- [ASSIGNMENT]: Below are some records. Copy every line in them that holds "must".

- [DATA FOR PROCESSING]:
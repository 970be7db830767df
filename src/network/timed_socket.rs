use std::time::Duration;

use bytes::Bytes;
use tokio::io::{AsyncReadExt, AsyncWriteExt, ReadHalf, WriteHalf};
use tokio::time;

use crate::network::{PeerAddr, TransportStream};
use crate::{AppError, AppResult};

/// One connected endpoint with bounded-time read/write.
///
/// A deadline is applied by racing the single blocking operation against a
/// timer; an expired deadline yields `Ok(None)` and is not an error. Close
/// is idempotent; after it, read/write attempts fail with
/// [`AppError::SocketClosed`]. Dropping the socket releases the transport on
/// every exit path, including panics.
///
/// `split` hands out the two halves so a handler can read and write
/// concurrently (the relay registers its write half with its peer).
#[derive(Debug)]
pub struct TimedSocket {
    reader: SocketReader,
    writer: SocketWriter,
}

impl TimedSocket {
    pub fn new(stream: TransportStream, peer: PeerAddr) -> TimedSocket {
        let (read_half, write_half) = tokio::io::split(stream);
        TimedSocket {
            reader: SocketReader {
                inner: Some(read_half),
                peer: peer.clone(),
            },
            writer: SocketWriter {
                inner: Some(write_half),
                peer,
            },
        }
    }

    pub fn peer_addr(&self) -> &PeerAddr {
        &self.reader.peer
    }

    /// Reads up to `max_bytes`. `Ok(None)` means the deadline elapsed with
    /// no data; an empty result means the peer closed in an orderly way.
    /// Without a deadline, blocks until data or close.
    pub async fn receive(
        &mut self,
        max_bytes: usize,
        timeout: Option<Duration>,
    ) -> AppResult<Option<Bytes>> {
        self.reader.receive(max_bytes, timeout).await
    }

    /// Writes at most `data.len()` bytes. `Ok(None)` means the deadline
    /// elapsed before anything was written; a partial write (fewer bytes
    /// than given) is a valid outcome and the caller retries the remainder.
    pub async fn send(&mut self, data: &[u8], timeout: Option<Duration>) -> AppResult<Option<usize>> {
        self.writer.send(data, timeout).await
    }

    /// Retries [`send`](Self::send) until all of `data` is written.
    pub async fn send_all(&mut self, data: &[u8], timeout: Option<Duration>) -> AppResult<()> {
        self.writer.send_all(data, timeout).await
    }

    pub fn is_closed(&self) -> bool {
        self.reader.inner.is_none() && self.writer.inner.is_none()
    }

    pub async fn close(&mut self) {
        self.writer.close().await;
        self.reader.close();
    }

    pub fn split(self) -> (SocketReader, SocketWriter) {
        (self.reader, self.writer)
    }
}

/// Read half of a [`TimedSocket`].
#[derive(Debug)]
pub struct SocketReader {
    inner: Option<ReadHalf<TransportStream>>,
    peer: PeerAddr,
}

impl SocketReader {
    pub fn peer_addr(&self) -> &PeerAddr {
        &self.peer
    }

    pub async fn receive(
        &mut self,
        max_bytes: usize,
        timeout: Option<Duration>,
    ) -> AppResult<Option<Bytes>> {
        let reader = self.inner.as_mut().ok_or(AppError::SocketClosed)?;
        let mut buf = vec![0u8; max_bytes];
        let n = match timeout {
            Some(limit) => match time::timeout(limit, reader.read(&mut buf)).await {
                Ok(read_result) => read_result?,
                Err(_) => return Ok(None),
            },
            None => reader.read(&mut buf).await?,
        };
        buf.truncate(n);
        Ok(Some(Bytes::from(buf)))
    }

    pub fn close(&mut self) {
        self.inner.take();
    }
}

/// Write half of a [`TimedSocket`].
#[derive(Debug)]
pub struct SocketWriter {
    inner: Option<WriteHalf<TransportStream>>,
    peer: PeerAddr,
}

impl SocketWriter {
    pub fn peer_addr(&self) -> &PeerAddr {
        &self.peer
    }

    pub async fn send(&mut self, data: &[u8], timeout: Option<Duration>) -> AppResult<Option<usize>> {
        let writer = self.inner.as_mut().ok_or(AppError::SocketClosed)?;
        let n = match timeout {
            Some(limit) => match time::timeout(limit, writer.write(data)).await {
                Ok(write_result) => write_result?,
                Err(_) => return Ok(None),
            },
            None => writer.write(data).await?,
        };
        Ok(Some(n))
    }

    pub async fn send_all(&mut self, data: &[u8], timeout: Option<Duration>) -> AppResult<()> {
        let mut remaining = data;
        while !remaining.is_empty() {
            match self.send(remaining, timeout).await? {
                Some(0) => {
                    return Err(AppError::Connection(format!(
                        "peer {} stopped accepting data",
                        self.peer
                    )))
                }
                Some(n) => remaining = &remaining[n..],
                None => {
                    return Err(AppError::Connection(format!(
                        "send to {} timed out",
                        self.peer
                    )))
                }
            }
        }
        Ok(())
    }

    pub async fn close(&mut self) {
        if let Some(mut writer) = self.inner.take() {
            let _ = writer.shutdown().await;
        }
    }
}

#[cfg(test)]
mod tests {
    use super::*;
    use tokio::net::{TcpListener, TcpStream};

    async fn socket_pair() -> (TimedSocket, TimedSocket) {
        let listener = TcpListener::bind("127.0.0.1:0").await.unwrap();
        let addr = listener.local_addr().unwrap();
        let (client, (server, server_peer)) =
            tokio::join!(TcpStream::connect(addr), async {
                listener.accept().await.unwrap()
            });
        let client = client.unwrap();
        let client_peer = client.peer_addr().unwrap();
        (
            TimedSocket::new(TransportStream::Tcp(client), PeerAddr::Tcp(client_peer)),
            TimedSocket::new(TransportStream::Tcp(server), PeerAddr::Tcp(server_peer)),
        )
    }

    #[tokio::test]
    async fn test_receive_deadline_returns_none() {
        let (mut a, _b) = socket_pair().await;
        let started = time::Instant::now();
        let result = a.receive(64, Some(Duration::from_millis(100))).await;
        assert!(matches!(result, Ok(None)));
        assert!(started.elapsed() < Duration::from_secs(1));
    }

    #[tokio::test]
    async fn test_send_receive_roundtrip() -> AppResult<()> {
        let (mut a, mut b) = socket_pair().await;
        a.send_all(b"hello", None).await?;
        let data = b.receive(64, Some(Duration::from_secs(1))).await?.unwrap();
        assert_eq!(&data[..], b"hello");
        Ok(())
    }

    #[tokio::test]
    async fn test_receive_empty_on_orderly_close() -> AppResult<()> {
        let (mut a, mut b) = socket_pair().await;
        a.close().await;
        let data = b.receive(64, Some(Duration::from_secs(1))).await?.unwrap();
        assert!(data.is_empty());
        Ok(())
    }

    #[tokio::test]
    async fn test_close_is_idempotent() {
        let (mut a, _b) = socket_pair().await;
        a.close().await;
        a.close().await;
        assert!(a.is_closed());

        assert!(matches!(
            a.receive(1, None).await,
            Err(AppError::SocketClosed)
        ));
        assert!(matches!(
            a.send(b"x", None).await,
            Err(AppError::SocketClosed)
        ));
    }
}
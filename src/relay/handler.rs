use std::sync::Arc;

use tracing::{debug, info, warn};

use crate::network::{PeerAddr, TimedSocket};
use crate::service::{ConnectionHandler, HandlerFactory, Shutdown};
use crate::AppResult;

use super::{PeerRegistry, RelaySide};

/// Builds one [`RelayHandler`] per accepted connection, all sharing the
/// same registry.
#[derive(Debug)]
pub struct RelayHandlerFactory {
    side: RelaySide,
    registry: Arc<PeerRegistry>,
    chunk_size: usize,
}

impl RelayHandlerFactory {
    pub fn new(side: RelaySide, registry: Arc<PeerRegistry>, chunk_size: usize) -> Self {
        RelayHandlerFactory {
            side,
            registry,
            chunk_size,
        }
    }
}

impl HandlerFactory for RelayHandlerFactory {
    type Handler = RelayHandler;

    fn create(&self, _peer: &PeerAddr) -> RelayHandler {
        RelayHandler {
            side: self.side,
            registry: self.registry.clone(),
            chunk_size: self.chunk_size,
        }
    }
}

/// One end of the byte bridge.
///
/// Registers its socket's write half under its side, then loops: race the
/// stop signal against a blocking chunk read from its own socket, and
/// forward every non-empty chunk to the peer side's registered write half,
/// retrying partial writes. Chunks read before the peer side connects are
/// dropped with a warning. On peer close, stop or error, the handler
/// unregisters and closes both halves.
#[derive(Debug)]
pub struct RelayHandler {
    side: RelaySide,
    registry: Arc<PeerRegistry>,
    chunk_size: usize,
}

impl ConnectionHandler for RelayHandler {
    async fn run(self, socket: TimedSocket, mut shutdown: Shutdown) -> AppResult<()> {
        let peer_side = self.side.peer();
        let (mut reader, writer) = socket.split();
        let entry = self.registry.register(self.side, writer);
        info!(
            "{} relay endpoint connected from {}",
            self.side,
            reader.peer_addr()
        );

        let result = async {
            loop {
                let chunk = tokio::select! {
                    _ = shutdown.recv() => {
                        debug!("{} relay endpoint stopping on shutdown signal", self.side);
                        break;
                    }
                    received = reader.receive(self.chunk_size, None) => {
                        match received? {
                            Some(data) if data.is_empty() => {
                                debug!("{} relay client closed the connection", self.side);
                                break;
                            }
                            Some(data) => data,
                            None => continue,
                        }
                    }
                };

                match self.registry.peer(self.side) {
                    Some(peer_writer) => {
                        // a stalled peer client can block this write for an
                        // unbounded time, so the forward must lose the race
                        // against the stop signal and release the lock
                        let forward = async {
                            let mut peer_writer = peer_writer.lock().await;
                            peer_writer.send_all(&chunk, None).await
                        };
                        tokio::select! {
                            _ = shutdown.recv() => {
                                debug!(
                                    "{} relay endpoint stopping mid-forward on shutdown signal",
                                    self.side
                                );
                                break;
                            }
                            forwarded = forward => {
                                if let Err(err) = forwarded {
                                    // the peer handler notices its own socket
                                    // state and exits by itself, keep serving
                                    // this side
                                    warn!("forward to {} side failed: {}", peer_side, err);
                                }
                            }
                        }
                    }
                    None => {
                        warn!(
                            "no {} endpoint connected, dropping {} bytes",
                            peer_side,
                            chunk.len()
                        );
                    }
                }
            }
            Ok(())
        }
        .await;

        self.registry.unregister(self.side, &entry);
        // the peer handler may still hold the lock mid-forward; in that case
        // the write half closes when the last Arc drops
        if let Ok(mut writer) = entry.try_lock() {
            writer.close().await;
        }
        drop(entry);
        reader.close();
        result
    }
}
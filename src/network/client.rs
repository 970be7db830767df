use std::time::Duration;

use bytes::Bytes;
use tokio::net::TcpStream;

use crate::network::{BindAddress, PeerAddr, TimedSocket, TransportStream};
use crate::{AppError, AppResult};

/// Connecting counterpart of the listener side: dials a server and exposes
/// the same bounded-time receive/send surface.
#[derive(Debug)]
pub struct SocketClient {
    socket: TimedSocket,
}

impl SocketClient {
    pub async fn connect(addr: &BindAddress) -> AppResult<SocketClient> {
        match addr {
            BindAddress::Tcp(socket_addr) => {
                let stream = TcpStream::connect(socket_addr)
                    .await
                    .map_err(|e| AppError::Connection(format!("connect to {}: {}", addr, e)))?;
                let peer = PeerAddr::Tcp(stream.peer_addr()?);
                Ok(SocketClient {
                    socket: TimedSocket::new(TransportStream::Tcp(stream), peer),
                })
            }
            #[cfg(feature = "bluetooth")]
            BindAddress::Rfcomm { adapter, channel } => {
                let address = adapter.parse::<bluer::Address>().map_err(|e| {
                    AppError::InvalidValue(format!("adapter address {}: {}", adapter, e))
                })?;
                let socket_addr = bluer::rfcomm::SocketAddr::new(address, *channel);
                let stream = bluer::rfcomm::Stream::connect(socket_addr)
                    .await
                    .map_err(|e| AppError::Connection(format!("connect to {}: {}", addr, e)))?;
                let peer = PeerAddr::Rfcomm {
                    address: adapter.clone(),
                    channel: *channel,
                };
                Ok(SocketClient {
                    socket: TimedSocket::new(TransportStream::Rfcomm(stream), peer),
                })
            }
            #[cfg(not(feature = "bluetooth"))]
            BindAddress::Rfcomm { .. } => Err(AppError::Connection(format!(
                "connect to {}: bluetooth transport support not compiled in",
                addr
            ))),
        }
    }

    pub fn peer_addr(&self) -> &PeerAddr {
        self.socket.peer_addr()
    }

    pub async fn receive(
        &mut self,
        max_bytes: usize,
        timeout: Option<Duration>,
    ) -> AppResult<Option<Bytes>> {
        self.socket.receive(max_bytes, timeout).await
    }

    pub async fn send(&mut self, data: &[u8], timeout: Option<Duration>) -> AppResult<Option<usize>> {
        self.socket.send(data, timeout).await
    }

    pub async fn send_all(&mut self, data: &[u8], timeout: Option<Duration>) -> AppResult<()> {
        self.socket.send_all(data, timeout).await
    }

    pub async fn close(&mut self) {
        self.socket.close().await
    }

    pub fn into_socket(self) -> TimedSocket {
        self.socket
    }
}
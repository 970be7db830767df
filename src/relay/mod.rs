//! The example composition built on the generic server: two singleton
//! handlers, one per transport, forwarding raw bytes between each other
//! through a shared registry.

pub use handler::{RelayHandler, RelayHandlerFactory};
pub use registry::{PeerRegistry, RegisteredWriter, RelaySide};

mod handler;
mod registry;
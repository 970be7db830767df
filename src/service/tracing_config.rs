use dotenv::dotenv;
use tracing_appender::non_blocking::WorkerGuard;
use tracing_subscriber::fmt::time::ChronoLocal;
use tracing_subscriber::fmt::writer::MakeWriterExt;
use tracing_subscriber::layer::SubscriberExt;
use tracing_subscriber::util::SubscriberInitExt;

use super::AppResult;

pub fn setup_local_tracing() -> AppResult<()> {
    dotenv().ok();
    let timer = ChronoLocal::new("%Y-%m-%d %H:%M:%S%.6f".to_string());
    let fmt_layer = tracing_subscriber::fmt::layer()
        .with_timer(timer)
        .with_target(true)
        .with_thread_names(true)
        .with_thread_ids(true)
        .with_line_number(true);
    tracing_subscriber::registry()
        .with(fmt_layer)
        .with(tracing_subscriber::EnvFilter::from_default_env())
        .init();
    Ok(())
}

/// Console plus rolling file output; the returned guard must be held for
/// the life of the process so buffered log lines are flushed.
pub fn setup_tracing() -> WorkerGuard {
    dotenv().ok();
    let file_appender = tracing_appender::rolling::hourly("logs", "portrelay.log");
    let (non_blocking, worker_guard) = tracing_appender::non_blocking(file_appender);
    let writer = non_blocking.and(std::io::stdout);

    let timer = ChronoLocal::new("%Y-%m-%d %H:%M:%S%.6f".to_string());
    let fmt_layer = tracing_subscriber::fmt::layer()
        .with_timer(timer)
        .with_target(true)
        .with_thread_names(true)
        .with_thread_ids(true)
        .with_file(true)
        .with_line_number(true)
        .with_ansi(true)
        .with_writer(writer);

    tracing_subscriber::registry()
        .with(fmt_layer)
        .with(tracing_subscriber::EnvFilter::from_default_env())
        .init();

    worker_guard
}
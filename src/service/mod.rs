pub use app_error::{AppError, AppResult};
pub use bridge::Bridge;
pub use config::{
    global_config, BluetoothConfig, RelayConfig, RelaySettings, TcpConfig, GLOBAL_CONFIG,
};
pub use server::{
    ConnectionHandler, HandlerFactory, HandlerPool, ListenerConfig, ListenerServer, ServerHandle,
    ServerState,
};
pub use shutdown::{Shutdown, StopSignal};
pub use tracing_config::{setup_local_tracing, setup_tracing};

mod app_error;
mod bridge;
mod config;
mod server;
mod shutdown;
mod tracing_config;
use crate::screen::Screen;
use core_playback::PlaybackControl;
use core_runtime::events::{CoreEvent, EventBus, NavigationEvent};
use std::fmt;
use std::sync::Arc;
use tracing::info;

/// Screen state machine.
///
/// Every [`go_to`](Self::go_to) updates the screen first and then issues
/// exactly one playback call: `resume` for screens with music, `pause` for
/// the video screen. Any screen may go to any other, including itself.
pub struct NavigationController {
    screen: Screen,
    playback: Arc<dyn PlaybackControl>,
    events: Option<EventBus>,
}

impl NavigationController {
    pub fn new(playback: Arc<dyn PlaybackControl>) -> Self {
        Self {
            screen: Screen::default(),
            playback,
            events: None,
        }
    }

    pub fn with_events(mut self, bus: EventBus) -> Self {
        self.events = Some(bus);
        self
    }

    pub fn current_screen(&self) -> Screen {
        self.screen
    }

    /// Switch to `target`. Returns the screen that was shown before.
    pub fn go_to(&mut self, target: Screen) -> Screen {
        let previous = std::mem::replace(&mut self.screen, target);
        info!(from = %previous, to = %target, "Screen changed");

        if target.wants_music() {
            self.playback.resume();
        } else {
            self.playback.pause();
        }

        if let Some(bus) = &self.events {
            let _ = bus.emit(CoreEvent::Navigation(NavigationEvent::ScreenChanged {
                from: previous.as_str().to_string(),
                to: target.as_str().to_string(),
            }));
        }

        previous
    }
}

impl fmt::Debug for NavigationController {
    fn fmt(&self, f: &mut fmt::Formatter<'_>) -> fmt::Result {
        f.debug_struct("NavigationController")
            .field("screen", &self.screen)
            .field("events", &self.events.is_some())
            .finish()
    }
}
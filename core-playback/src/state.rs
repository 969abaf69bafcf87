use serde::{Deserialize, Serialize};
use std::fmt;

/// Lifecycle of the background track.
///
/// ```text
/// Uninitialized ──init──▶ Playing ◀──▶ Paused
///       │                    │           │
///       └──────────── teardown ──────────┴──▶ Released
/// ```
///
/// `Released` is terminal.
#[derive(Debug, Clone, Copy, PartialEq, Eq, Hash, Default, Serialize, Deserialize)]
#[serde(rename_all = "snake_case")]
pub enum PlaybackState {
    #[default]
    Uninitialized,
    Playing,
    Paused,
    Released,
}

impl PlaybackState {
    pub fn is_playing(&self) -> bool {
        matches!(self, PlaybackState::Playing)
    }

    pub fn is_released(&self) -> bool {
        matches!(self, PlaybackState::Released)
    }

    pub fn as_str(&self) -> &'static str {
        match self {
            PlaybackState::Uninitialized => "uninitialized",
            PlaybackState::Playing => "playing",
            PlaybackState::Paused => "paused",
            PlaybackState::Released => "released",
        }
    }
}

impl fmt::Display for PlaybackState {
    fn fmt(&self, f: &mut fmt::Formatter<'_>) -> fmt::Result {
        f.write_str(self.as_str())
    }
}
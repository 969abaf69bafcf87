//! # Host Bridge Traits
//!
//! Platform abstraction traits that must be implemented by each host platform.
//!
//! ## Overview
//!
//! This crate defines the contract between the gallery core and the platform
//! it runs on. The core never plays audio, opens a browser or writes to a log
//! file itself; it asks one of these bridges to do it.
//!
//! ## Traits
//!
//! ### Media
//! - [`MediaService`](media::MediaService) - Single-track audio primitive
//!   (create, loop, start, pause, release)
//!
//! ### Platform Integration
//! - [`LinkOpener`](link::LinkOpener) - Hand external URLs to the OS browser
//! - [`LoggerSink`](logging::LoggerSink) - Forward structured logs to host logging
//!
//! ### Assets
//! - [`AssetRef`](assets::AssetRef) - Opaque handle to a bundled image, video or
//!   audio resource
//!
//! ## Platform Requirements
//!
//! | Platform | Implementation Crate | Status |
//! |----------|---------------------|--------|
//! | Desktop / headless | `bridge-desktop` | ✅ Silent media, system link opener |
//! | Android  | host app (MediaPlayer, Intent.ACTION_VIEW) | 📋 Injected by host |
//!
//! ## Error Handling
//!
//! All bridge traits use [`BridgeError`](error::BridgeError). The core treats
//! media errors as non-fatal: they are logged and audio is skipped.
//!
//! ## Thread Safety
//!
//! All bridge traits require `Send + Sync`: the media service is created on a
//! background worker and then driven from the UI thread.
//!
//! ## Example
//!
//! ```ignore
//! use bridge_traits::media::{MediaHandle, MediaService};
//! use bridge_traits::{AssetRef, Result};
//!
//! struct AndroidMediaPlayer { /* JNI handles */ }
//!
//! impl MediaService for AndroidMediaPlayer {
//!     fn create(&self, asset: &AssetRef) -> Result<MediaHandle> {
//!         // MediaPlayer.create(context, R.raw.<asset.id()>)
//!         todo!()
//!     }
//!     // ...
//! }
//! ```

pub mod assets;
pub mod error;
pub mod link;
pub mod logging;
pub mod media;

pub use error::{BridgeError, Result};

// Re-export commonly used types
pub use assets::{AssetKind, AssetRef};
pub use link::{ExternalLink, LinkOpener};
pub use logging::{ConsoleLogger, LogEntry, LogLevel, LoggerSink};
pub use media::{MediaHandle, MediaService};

- [WRITTEN RESPONSE]:
                        // unbounded time, so the forward must lose the race
/// Console plus rolling file output; the returned guard must be held for
//! Platform abstraction traits that must be implemented by each host platform.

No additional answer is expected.